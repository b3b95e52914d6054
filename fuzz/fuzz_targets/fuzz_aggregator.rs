//! Fuzz target for period aggregation.
//!
//! Feeds structured-but-arbitrary log lines through the aggregator. Input
//! errors must be skipped; the only acceptable failure is an I/O error,
//! which an in-memory reader never produces.

#![no_main]

use arbitrary::Arbitrary;
use chrono::DateTime;
use libfuzzer_sys::fuzz_target;
use sn_config::PeriodLength;
use sn_core::PeriodAggregator;
use std::io::Cursor;

#[derive(Debug, Arbitrary)]
struct Entry {
    secs: u32,
    module: u8,
    kind: u8,
    piece: u8,
    size: Option<u32>,
    space: i64,
    raw: Option<String>,
}

#[derive(Debug, Arbitrary)]
struct Input {
    days: u8,
    entries: Vec<Entry>,
}

const MODULES: [&str; 3] = ["piecestore", "piecedeleter", "orders"];
const KINDS: [&str; 10] = [
    "upload started",
    "uploaded",
    "upload failed",
    "upload canceled",
    "download started",
    "downloaded",
    "download failed",
    "download canceled",
    "deleted",
    "delete failed",
];

fn render(entry: &Entry) -> String {
    if let Some(raw) = &entry.raw {
        return raw.clone();
    }
    let ts = 1_600_000_000i64 + i64::from(entry.secs);
    let date = DateTime::from_timestamp(ts, 0)
        .unwrap_or_default()
        .format("%Y-%m-%dT%H:%M:%S%.3fZ");
    let module = MODULES[usize::from(entry.module) % MODULES.len()];
    let kind = KINDS[usize::from(entry.kind) % KINDS.len()];
    let size = entry
        .size
        .map(|s| format!(", \"Size\": {}", s))
        .unwrap_or_default();
    format!(
        "{}\tINFO\t{}\t{}\t{{\"Piece ID\": \"p{}\", \"Available Space\": {}{}}}",
        date, module, kind, entry.piece, entry.space, size
    )
}

fuzz_target!(|input: Input| {
    let Ok(period) = PeriodLength::from_days(i64::from(input.days)) else {
        return;
    };
    let text: String = input
        .entries
        .iter()
        .map(|e| render(e) + "\n")
        .collect();

    let mut aggregator = PeriodAggregator::new(Cursor::new(text), period);
    let records = aggregator
        .all_records()
        .expect("in-memory input cannot fail to read");
    for record in &records {
        assert_eq!(record.date.timestamp() % period.seconds(), 0);
    }
});
//! sn-stats - per-period statistics from a storage-node log
//!
//! Reads the log from stdin (or `--input`), aggregates uploads, downloads
//! and deletes into fixed-length periods, and writes a Markdown or JSON
//! report to stdout. Diagnostics go to stderr.

use clap::Parser;
use sn_common::OutputFormat;
use sn_config::{resolve_settings, SettingsOverrides};
use sn_core::aggregate::aggregate;
use sn_core::exit_codes::ExitCode;
use sn_core::logging::{event_names, generate_run_id, init_logging, LogConfig, LogFormat, LogLevel};
use sn_core::report;
use std::fs::File;
use std::io::{self, BufReader};
use std::path::PathBuf;
use tracing::{error, info, info_span};

/// Storage-node log statistics - uploads, downloads and deletes per period
#[derive(Parser, Debug)]
#[command(name = "sn-stats")]
#[command(author, version, about, long_about = None)]
struct Cli {
    /// Period length in whole days (at least 1)
    #[arg(allow_negative_numbers = true)]
    days: Option<i64>,

    /// Read the log from this file instead of stdin
    #[arg(long, short = 'i')]
    input: Option<PathBuf>,

    /// Report format
    #[arg(long, short = 'f')]
    format: Option<OutputFormat>,

    /// Path to config.toml
    #[arg(long)]
    config: Option<PathBuf>,

    /// Log format on stderr (human, jsonl)
    #[arg(long)]
    log_format: Option<LogFormat>,

    /// Increase verbosity (-v, -vv)
    #[arg(short, long, action = clap::ArgAction::Count)]
    verbose: u8,

    /// Only log errors
    #[arg(short, long)]
    quiet: bool,
}

fn main() {
    let cli = Cli::parse();

    let log_level = if cli.quiet {
        Some(LogLevel::Error)
    } else {
        match cli.verbose {
            0 => None,
            1 => Some(LogLevel::Debug),
            _ => Some(LogLevel::Trace),
        }
    };
    init_logging(&LogConfig::from_env(log_level, cli.log_format));

    let run_id = generate_run_id();
    let span = info_span!("run", run_id = %run_id);
    let _guard = span.enter();

    let exit_code = match run(&cli) {
        Ok(()) => ExitCode::Clean,
        Err(err) => {
            let code = ExitCode::from(&err);
            error!(
                code = err.code(),
                category = %err.category(),
                exit_code = %code,
                "{}",
                err
            );
            eprintln!("Error: {}", err);
            code
        }
    };

    std::process::exit(exit_code.as_i32());
}

fn run(cli: &Cli) -> sn_common::Result<()> {
    let settings = resolve_settings(&SettingsOverrides {
        period_days: cli.days,
        format: cli.format,
        config_path: cli.config.clone(),
    })?;

    info!(
        event = event_names::RUN_STARTED,
        period = %settings.period,
        period_source = %settings.period_source,
        format = %settings.format,
        input = %cli.input.as_ref().map_or("stdin".to_string(), |p| p.display().to_string()),
        "Starting"
    );

    let summary = match &cli.input {
        Some(path) => aggregate(BufReader::new(File::open(path)?), settings.period)?,
        None => aggregate(io::stdin().lock(), settings.period)?,
    };

    let mut out = io::stdout().lock();
    report::render(&mut out, &summary, settings.format)
}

● PROBLEM STATEMENT:
Each record must be repeated exactly as it is.

● REPLY:
repository b3b95e52914d6054
filename fuzz/fuzz_targets/fuzz_aggregator.rs
//! Fuzz target for period aggregation.
//!
//! Feeds structured-but-arbitrary log lines through the aggregator. Input
//! errors must be skipped; the only acceptable failure is an I/O error,
//! which an in-memory reader never produces.

#![no_main]

use arbitrary::Arbitrary;
use chrono::DateTime;
use libfuzzer_sys::fuzz_target;
use sn_config::PeriodLength;
use sn_core::PeriodAggregator;
use std::io::Cursor;

#[derive(Debug, Arbitrary)]
struct Entry {
    secs: u32,
    module: u8,
    kind: u8,
    piece: u8,
    size: Option<u32>,
    space: i64,
    raw: Option<String>,
}

#[derive(Debug, Arbitrary)]
struct Input {
    days: u8,
    entries: Vec<Entry>,
}

const MODULES: [&str; 3] = ["piecestore", "piecedeleter", "orders"];
const KINDS: [&str; 10] = [
    "upload started",
    "uploaded",
    "upload failed",
    "upload canceled",
    "download started",
    "downloaded",
    "download failed",
    "download canceled",
    "deleted",
    "delete failed",
];

fn render(entry: &Entry) -> String {
    if let Some(raw) = &entry.raw {
        return raw.clone();
    }
    let ts = 1_600_000_000i64 + i64::from(entry.secs);
    let date = DateTime::from_timestamp(ts, 0)
        .unwrap_or_default()
        .format("%Y-%m-%dT%H:%M:%S%.3fZ");
    let module = MODULES[usize::from(entry.module) % MODULES.len()];
    let kind = KINDS[usize::from(entry.kind) % KINDS.len()];
    let size = entry
        .size
        .map(|s| format!(", \"Size\": {}", s))
        .unwrap_or_default();
    format!(
        "{}\tINFO\t{}\t{}\t{{\"Piece ID\": \"p{}\", \"Available Space\": {}{}}}",
        date, module, kind, entry.piece, entry.space, size
    )
}

fuzz_target!(|input: Input| {
    let Ok(period) = PeriodLength::from_days(i64::from(input.days)) else {
        return;
    };
    let text: String = input
        .entries
        .iter()
        .map(|e| render(e) + "\n")
        .collect();

    let mut aggregator = PeriodAggregator::new(Cursor::new(text), period);
    let records = aggregator
        .all_records()
        .expect("in-memory input cannot fail to read");
    for record in &records {
        assert_eq!(record.date.timestamp() % period.seconds(), 0);
    }
});
//! sn-stats - per-period statistics from a storage-node log
//!
//! Reads the log from stdin (or `--input`), aggregates uploads, downloads
//! and deletes into fixed-length periods, and writes a Markdown or JSON
//! report to stdout. Diagnostics go to stderr.

use clap::Parser;
use sn_common::OutputFormat;
use sn_config::{resolve_settings, SettingsOverrides};
use sn_core::aggregate::aggregate;
use sn_core::exit_codes::ExitCode;
use sn_core::logging::{event_names, generate_run_id, init_logging, LogConfig, LogFormat, LogLevel};
use sn_core::report;
use std::fs::File;
use std::io::{self, BufReader};
use std::path::PathBuf;
use tracing::{error, info, info_span};

/// Storage-node log statistics - uploads, downloads and deletes per period
#[derive(Parser, Debug)]
#[command(name = "sn-stats")]
#[command(author, version, about, long_about = None)]
struct Cli {
    /// Period length in whole days (at least 1)
    #[arg(allow_negative_numbers = true)]
    days: Option<i64>,

    /// Read the log from this file instead of stdin
    #[arg(long, short = 'i')]
    input: Option<PathBuf>,

    /// Report format
    #[arg(long, short = 'f')]
    format: Option<OutputFormat>,

    /// Path to config.toml
    #[arg(long)]
    config: Option<PathBuf>,

    /// Log format on stderr (human, jsonl)
    #[arg(long)]
    log_format: Option<LogFormat>,

    /// Increase verbosity (-v, -vv)
    #[arg(short, long, action = clap::ArgAction::Count)]
    verbose: u8,

    /// Only log errors
    #[arg(short, long)]
    quiet: bool,
}

fn main() {
    let cli = Cli::parse();

    let log_level = if cli.quiet {
        Some(LogLevel::Error)
    } else {
        match cli.verbose {
            0 => None,
            1 => Some(LogLevel::Debug),
            _ => Some(LogLevel::Trace),
        }
    };
    init_logging(&LogConfig::from_env(log_level, cli.log_format));

    let run_id = generate_run_id();
    let span = info_span!("run", run_id = %run_id);
    let _guard = span.enter();

    let exit_code = match run(&cli) {
        Ok(()) => ExitCode::Clean,
        Err(err) => {
            let code = ExitCode::from(&err);
            error!(
                code = err.code(),
                category = %err.category(),
                exit_code = %code,
                "{}",
                err
            );
            eprintln!("Error: {}", err);
            code
        }
    };

    std::process::exit(exit_code.as_i32());
}

fn run(cli: &Cli) -> sn_common::Result<()> {
    let settings = resolve_settings(&SettingsOverrides {
        period_days: cli.days,
        format: cli.format,
        config_path: cli.config.clone(),
    })?;

    info!(
        event = event_names::RUN_STARTED,
        period = %settings.period,
        period_source = %settings.period_source,
        format = %settings.format,
        input = %cli.input.as_ref().map_or("stdin".to_string(), |p| p.display().to_string()),
        "Starting"
    );

    let summary = match &cli.input {
        Some(path) => aggregate(BufReader::new(File::open(path)?), settings.period)?,
        None => aggregate(io::stdin().lock(), settings.period)?,
    };

    let mut out = io::stdout().lock();
    report::render(&mut out, &summary, settings.format)
}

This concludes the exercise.